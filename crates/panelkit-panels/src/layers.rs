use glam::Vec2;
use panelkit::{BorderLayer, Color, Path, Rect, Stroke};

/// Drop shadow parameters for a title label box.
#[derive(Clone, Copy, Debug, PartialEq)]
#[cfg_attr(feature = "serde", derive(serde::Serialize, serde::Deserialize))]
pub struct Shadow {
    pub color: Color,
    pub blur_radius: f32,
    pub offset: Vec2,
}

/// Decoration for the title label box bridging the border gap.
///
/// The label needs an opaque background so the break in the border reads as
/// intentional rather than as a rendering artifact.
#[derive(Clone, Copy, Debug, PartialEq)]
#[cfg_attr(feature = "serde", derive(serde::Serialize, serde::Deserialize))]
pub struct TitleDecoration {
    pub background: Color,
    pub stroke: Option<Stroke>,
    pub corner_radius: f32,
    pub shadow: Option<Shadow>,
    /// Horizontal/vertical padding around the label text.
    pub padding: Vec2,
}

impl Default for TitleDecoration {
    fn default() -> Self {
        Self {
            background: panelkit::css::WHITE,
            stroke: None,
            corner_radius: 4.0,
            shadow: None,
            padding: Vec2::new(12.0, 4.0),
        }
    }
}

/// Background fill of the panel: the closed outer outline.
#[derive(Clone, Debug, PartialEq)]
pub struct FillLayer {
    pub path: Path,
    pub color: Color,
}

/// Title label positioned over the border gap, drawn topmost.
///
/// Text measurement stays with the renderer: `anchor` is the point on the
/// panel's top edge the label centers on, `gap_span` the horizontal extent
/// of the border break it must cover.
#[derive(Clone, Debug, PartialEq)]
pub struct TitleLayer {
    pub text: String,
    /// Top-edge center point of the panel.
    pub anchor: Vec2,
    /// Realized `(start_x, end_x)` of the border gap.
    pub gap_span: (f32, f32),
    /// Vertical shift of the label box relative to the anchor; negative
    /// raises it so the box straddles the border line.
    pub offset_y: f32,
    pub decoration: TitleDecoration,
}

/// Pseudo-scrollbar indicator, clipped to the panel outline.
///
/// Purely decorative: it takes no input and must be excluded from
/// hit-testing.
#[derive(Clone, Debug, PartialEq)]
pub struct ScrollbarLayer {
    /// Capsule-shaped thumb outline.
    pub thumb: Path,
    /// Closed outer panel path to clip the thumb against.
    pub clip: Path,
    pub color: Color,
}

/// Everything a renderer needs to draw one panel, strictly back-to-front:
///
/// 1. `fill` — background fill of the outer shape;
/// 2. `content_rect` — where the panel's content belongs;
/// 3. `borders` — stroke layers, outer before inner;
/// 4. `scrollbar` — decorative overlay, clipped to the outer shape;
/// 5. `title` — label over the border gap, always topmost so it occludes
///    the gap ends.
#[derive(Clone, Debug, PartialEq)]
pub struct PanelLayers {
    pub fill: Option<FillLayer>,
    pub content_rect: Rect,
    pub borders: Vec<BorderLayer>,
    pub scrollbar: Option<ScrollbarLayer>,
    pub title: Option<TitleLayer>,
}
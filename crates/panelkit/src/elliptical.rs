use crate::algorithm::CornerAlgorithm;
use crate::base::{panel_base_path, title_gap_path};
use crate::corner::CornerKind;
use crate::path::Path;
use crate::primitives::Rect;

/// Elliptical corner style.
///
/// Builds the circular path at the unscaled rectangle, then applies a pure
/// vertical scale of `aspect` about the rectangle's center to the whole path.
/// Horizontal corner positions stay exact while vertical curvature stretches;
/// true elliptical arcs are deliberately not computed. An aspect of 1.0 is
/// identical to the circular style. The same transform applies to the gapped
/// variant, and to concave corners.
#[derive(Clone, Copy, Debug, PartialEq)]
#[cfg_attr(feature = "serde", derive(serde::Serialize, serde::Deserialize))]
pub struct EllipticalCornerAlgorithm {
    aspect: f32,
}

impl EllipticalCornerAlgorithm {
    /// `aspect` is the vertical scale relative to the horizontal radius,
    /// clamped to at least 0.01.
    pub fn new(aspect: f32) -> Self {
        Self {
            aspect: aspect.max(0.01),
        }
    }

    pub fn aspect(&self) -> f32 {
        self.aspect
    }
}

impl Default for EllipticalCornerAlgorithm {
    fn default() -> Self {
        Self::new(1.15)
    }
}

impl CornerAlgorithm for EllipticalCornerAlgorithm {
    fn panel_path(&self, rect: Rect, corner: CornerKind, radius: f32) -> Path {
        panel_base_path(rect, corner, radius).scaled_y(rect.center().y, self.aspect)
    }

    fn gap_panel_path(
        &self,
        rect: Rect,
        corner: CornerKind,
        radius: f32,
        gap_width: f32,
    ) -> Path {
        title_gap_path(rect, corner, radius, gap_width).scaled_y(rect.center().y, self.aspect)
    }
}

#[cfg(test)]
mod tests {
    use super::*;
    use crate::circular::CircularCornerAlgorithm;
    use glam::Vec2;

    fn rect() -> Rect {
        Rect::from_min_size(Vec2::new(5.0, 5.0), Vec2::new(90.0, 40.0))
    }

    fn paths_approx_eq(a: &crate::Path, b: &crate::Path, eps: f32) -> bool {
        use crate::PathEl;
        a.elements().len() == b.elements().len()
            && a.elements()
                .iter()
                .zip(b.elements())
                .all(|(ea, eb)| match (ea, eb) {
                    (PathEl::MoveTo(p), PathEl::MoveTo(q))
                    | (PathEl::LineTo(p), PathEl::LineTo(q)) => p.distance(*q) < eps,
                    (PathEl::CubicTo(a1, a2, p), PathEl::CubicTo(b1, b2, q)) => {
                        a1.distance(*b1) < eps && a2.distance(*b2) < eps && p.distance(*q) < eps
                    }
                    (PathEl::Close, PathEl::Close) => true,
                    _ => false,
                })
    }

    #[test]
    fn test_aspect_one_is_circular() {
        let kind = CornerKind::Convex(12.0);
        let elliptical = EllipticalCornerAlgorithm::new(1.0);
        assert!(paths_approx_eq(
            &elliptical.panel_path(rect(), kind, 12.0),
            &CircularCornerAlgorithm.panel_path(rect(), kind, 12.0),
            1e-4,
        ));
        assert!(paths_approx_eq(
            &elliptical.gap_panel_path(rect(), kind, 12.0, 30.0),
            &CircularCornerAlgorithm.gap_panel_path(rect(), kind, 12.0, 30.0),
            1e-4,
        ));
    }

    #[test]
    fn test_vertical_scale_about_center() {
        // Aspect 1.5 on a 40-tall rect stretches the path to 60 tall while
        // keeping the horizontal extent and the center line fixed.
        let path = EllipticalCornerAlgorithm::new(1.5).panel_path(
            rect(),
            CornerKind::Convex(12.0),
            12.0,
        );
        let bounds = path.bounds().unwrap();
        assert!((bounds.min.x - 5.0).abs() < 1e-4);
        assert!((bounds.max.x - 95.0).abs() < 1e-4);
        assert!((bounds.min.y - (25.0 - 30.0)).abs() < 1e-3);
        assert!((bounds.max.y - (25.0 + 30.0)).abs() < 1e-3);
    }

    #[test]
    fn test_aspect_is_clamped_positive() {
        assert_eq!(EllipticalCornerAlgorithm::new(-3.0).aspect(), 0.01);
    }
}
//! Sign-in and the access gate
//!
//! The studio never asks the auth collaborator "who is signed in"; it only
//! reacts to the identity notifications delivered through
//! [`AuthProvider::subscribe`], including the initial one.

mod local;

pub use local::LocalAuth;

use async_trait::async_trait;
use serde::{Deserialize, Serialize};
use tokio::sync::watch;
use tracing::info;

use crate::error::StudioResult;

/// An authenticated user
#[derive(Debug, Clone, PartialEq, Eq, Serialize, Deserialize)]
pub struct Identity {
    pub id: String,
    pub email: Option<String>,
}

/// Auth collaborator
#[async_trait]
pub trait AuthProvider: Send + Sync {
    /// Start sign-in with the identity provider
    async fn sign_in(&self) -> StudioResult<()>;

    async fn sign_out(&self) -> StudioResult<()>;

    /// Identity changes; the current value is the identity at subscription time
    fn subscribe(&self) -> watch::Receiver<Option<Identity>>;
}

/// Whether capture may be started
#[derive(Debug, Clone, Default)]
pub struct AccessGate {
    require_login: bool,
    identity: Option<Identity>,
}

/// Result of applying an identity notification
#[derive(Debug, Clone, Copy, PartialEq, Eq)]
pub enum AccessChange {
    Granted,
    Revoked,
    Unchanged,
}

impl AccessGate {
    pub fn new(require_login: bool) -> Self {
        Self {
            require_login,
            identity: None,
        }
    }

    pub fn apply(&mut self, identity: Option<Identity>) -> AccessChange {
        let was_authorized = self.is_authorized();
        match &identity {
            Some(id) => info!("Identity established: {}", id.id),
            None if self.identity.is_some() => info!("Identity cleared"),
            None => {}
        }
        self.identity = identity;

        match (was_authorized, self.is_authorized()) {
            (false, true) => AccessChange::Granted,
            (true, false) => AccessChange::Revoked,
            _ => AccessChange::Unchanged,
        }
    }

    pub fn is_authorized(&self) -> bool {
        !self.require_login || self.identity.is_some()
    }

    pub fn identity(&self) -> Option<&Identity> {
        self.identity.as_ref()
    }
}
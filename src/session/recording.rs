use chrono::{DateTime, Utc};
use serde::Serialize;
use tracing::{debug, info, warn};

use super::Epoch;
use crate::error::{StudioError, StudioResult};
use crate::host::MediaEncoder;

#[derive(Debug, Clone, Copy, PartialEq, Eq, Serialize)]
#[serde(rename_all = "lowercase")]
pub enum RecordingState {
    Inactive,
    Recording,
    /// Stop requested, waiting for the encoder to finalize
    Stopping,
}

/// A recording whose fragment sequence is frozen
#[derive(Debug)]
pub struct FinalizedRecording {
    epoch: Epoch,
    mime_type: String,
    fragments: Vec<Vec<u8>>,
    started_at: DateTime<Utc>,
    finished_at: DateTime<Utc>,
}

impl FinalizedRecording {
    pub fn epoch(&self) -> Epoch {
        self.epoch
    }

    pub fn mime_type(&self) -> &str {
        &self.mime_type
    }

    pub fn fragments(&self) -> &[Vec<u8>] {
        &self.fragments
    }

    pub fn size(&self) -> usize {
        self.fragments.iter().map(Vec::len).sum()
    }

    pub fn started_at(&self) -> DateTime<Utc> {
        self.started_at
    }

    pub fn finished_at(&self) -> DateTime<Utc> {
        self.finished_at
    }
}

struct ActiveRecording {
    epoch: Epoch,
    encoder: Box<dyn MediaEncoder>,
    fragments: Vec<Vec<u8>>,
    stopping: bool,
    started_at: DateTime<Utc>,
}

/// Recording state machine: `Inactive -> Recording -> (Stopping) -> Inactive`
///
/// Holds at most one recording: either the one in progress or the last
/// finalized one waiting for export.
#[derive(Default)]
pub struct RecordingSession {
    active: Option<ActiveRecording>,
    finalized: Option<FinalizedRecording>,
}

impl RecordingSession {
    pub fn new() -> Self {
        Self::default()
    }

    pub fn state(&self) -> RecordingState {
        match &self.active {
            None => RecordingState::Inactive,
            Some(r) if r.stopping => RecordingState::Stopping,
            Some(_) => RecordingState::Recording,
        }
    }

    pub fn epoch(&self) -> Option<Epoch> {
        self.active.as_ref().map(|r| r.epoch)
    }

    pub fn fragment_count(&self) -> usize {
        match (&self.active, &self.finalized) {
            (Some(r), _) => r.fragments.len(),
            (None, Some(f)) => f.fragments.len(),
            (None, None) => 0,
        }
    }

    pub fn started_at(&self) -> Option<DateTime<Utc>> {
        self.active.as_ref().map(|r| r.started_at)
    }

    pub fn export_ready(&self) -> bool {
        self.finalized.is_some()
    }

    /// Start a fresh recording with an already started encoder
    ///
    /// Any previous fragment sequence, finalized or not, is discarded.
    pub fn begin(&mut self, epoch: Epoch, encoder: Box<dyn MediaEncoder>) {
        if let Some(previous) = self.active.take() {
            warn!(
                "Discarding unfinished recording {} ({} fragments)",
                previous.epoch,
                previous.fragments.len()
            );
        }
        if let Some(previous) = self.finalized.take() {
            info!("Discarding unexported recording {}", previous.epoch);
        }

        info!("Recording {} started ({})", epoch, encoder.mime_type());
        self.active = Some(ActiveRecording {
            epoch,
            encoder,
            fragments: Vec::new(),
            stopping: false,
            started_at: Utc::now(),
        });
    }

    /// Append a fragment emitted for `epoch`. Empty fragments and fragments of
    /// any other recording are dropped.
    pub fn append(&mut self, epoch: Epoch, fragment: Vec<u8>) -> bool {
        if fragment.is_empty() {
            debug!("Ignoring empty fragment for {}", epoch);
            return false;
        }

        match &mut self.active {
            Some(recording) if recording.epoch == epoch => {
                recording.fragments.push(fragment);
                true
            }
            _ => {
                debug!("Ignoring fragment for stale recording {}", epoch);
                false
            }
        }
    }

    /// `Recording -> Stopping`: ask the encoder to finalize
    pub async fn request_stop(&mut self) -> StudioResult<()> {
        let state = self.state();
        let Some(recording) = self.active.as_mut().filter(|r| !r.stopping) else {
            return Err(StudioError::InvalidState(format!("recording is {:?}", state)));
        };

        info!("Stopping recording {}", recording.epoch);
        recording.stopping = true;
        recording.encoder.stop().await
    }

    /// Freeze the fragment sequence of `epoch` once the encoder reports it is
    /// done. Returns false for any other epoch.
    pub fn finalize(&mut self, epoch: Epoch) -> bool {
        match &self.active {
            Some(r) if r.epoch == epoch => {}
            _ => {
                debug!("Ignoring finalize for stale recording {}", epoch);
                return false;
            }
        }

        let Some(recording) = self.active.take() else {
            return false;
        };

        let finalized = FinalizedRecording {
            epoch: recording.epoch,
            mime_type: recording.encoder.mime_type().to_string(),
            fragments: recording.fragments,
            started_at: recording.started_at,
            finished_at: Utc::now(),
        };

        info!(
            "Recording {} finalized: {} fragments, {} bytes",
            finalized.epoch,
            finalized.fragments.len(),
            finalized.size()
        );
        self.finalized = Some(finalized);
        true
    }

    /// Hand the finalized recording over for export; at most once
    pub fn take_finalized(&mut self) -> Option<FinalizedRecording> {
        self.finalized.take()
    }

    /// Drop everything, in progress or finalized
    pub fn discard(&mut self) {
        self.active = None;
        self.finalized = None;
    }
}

++++++++

Your objective: Search the material above for the string "stretches", and copy every line in which it turns up.

Exercise solution:
/// Horizontal corner positions stay exact while vertical curvature stretches;
        // Aspect 1.5 on a 40-tall rect stretches the path to 60 tall while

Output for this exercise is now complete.